The film you're talking about is rated 15. So I'd say perfectly OK for a GCSE class to watch. It's legally deemed appropriate and a GCSE age teenager could walk into a cinema and watch it alone if they wanted to.

I also watched it at school, and liked it so much that my parents bought it for me on VHS for my birthday. It's moderately gruesome. The rape scene is very brief and implied rather than explicit. It's a good adaptation that captures the atmosphere of the play - which, let's face it, is an dark and gory piece of work that dwells on the bleak horrors of war.

(Polanski himself, though, is a horrific individual who should be in prison.)

Deathraystare · 28/02/2025 15:20

TeaRoseTallulah · 28/02/2025 14:04

Oh no , sorry but that made me chuckle!

Yeah I felt right stupid but period adverts weren't as obvious as they are now!

Newmumhere40 · 28/02/2025 15:26

SoftPillow · 27/02/2025 18:50

An abridged Jane Eyre as an 11yr old. I remember thinking ‘why are they arguing and being mean if they love each other’? Couldn’t get my head around it

The red room freaked me out!

WearyAuldWumman · 28/02/2025 15:29

Lord of the Flies when I was 12.

Loved it. The school librarian asked me what I thought of it: "I think it wouldn't have gone wrong if it hadn't been for Jack."

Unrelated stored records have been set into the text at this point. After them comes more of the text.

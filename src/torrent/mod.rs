//! Torrent identity engine.
//!
//! Raw `.torrent` bytes go through the bencode decoder into a [`TorrentMetainfo`],
//! the content files are extracted and sorted, and three fingerprints are derived
//! from canonical re-encodings. See [`identity`] for what each fingerprint tolerates.

pub mod error;
pub mod fetch;
pub mod identity;
pub mod metainfo;
pub mod remote;

pub use error::{FetchError, IdentityError, ParseError, TorrentStatus};
pub use fetch::{FetchConfig, HttpFetcher, TorrentFetcher};
pub use identity::{derive_identity, Fingerprint, MatchStrength, TorrentIdentity};
pub use metainfo::{ContentFile, FileEntry, FileLayout, TorrentMetainfo};
pub use remote::RemoteTorrent;

#[cfg(test)]
mod tests;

Librarian: "You might change your mind when you're older."

selffellatingouroborosofhate · 28/02/2025 15:57

ItGhoul · 28/02/2025 15:09

The film you're talking about is rated 15. So I'd say perfectly OK for a GCSE class to watch. It's legally deemed appropriate and a GCSE age teenager could walk into a cinema and watch it alone if they wanted to.

I also watched it at school, and liked it so much that my parents bought it for me on VHS for my birthday. It's moderately gruesome. The rape scene is very brief and implied rather than explicit. It's a good adaptation that captures the atmosphere of the play - which, let's face it, is an dark and gory piece of work that dwells on the bleak horrors of war.

(Polanski himself, though, is a horrific individual who should be in prison.)

It's not OK for 14 yos, which is some of year ten.